Subagents and richer tools come from Gemini CLI extensions, not from Telegram-specific code. The first-party Gemini CLI SDK does not provide subagents by default; this app intentionally stays on the stable gemini subprocess protocol. Configure extensions with environment variables that map directly to Gemini CLI flags:

GEMINI_EXTENSIONS=my-extension,my-agent-pack
GEMINI_ALLOWED_MCP_SERVER_NAMES=github,filesystem
GEMINI_ALLOWED_TOOLS=ReadFile,Shell
GEMINI_INCLUDE_DIRECTORIES=src,tests
GEMINI_SETTINGS=/home/me/.gemini/settings.json
GEMINI_APPROVAL_MODE=default
GEMINI_SANDBOX=false
GEMINI_DEBUG=false
GEMINI_CWD=/home/me/projects/trusted-repo

Use GEMINI_EXTENSIONS for extension or subagent packages, GEMINI_ALLOWED_MCP_SERVER_NAMES for MCP servers exposed by Gemini CLI settings, GEMINI_ALLOWED_TOOLS to limit tools, GEMINI_INCLUDE_DIRECTORIES to constrain project context, GEMINI_SETTINGS to point at a Gemini CLI settings file, and GEMINI_CWD to run Gemini from a specific working directory. GEMINI_APPROVAL_MODE and GEMINI_SANDBOX are still passed through to Gemini CLI, but this assistant always runs with --yolo; keep the machine, repository, account, and extensions trusted. GEMINI_DEBUG=true enables extra diagnostics and may reveal operational details in logs.
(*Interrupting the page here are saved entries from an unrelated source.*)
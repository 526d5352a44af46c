//! Reference interpreter over the typed IR.
//!
//! Exists to pin down semantics: the property tests evaluate each body
//! before and after a transformation and require identical results. It is
//! also handy for debugging solved mechanisms by hand.

use std::collections::{BTreeMap, HashMap};
use std::rc::Rc;

use ionc_lang::ast::{BinaryOp, UnaryOp};

use crate::ir::*;
use crate::{CompileError, Result};

#[derive(Debug, Clone, PartialEq)]
pub enum Value {
    Num(f64),
    Bool(bool),
    Record(BTreeMap<String, Value>),
}

impl Value {
    fn num(&self, what: &str) -> Result<f64> {
        match self {
            Value::Num(v) => Ok(*v),
            _ => Err(CompileError::InternalInvariant(format!("{} is not numeric", what))),
        }
    }

    fn boolean(&self, what: &str) -> Result<bool> {
        match self {
            Value::Bool(v) => Ok(*v),
            _ => Err(CompileError::InternalInvariant(format!("{} is not boolean", what))),
        }
    }
}

/// Evaluate an expression in an environment of free-variable values.
pub fn eval_expr(e: &RExpr, env: &HashMap<String, Value>) -> Result<Value> {
    eval_with_functions(e, env, &HashMap::new())
}

/// Evaluate with user functions available for `Call` nodes (used to compare
/// call-site evaluation with inlined evaluation).
pub fn eval_with_functions(
    e: &RExpr,
    env: &HashMap<String, Value>,
    funcs: &HashMap<String, Rc<ResolvedFunction>>,
) -> Result<Value> {
    match &**e {
        ResolvedExpr::Argument(a) => env
            .get(&a.name)
            .cloned()
            .ok_or_else(|| CompileError::InternalInvariant(format!("unbound '{}'", a.name))),
        ResolvedExpr::Float(f) => Ok(Value::Num(f.value)),
        ResolvedExpr::Int(i) => Ok(Value::Num(i.value as f64)),
        ResolvedExpr::Let(l) => {
            let v = eval_with_functions(&l.value, env, funcs)?;
            let mut inner = env.clone();
            inner.insert(l.name.clone(), v);
            eval_with_functions(&l.body, &inner, funcs)
        }
        ResolvedExpr::If(i) => {
            let c = eval_with_functions(&i.condition, env, funcs)?.boolean("condition")?;
            if c {
                eval_with_functions(&i.if_true, env, funcs)
            } else {
                eval_with_functions(&i.if_false, env, funcs)
            }
        }
        ResolvedExpr::Unary(u) => {
            let v = eval_with_functions(&u.arg, env, funcs)?;
            match u.op {
                UnaryOp::Neg => Ok(Value::Num(-v.num("operand")?)),
                UnaryOp::Not => Ok(Value::Bool(!v.boolean("operand")?)),
                UnaryOp::Exp => Ok(Value::Num(v.num("operand")?.exp())),
                UnaryOp::Sin => Ok(Value::Num(v.num("operand")?.sin())),
                UnaryOp::Cos => Ok(Value::Num(v.num("operand")?.cos())),
                UnaryOp::Log => Ok(Value::Num(v.num("operand")?.ln())),
                UnaryOp::Abs => Ok(Value::Num(v.num("operand")?.abs())),
                UnaryOp::Exprelr => Ok(Value::Num(exprelr(v.num("operand")?))),
            }
        }
        ResolvedExpr::Binary(b) => {
            let l = eval_with_functions(&b.lhs, env, funcs)?;
            let r = eval_with_functions(&b.rhs, env, funcs)?;
            match b.op {
                BinaryOp::Add => Ok(Value::Num(l.num("lhs")? + r.num("rhs")?)),
                BinaryOp::Sub => Ok(Value::Num(l.num("lhs")? - r.num("rhs")?)),
                BinaryOp::Mul => Ok(Value::Num(l.num("lhs")? * r.num("rhs")?)),
                BinaryOp::Div => Ok(Value::Num(l.num("lhs")? / r.num("rhs")?)),
                BinaryOp::Pow => Ok(Value::Num(l.num("lhs")?.powf(r.num("rhs")?))),
                BinaryOp::Min => Ok(Value::Num(l.num("lhs")?.min(r.num("rhs")?))),
                BinaryOp::Max => Ok(Value::Num(l.num("lhs")?.max(r.num("rhs")?))),
                BinaryOp::Lt => Ok(Value::Bool(l.num("lhs")? < r.num("rhs")?)),
                BinaryOp::Le => Ok(Value::Bool(l.num("lhs")? <= r.num("rhs")?)),
                BinaryOp::Gt => Ok(Value::Bool(l.num("lhs")? > r.num("rhs")?)),
                BinaryOp::Ge => Ok(Value::Bool(l.num("lhs")? >= r.num("rhs")?)),
                BinaryOp::Eq => Ok(Value::Bool(l.num("lhs")? == r.num("rhs")?)),
                BinaryOp::Ne => Ok(Value::Bool(l.num("lhs")? != r.num("rhs")?)),
                BinaryOp::And => Ok(Value::Bool(l.boolean("lhs")? && r.boolean("rhs")?)),
                BinaryOp::Or => Ok(Value::Bool(l.boolean("lhs")? || r.boolean("rhs")?)),
                BinaryOp::Dot => Err(CompileError::InternalInvariant(
                    "field access survived resolution as a binary op".to_string(),
                )),
            }
        }
        ResolvedExpr::Object(o) => {
            let mut fields = BTreeMap::new();
            for (name, v) in &o.fields {
                fields.insert(name.clone(), eval_with_functions(v, env, funcs)?);
            }
            Ok(Value::Record(fields))
        }
        ResolvedExpr::FieldAccess(f) => {
            let obj = eval_with_functions(&f.object, env, funcs)?;
            let Value::Record(fields) = obj else {
                return Err(CompileError::InternalInvariant(
                    "field access on a non-record value".to_string(),
                ));
            };
            fields.get(&f.field).cloned().ok_or_else(|| {
                CompileError::InternalInvariant(format!("record has no field '{}'", f.field))
            })
        }
        ResolvedExpr::Call(c) => {
            let Some(f) = funcs.get(&c.function) else {
                return Err(CompileError::InternalInvariant(format!(
                    "call to unknown function '{}'",
                    c.function
                )));
            };
            let mut inner = env.clone();
            for (formal, actual) in f.args.iter().zip(&c.args) {
                inner.insert(formal.name.clone(), eval_with_functions(actual, env, funcs)?);
            }
            eval_with_functions(&f.body, &inner, funcs)
        }
        other => Err(CompileError::InternalInvariant(format!(
            "declaration form in expression position at {}",
            other.loc()
        ))),
    }
}

/// x/(exp(x)-1), continuous through x = 0 where it takes the value 1.
fn exprelr(x: f64) -> f64 {
    if x.abs() < 1e-12 {
        1.0
    } else {
        x / x.exp_m1()
    }
}

#[cfg(test)]
mod tests {
    use super::*;
    use crate::rtype::real_type;
    use ionc_lang::location::Location;

    fn float(v: f64) -> RExpr {
        Rc::new(ResolvedExpr::Float(ResolvedFloat {
            value: v,
            ty: real_type(Location::default()),
            loc: Location::default(),
        }))
    }

    #[test]
    fn exprelr_is_continuous_at_zero() {
        assert_eq!(exprelr(0.0), 1.0);
        assert!((exprelr(1e-6) - 1.0).abs() < 1e-5);
        assert!((exprelr(1.0) - 1.0 / 1.0f64.exp_m1()).abs() < 1e-15);
    }

    #[test]
    fn evaluates_arithmetic() {
        let e = Rc::new(ResolvedExpr::Binary(ResolvedBinary {
            op: BinaryOp::Mul,
            lhs: float(3.0),
            rhs: float(4.0),
            ty: real_type(Location::default()),
            loc: Location::default(),
        }));
        let env = HashMap::new();
        assert_eq!(eval_expr(&e, &env).unwrap(), Value::Num(12.0));
    }
}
The bot reports subagents honestly:

Subagent: observed <name> means stream events exposed a subagent-like tool/agent name.
Subagent: not observed means the task did not emit subagent evidence.
Subagent: unavailable means no extension/subagent configuration is present.

Safety defaults

Telegram allowlist is mandatory.
YOLO mode is always on by design; there is no Telegram command or environment variable to disable it.
Concurrent worker mode is explicit through /task; normal chat is still serialized.
The assistant does not expose local shell or filesystem tools directly through Telegram code, but Gemini CLI may use its configured tools, MCP servers, extensions, and YOLO-style autonomy.
Use this bot only on trusted machines with trusted repositories and accounts. YOLO/tool-rich/multi-worker modes can read or change local resources, run tools, and amplify prompt-injection or account-compromise impact.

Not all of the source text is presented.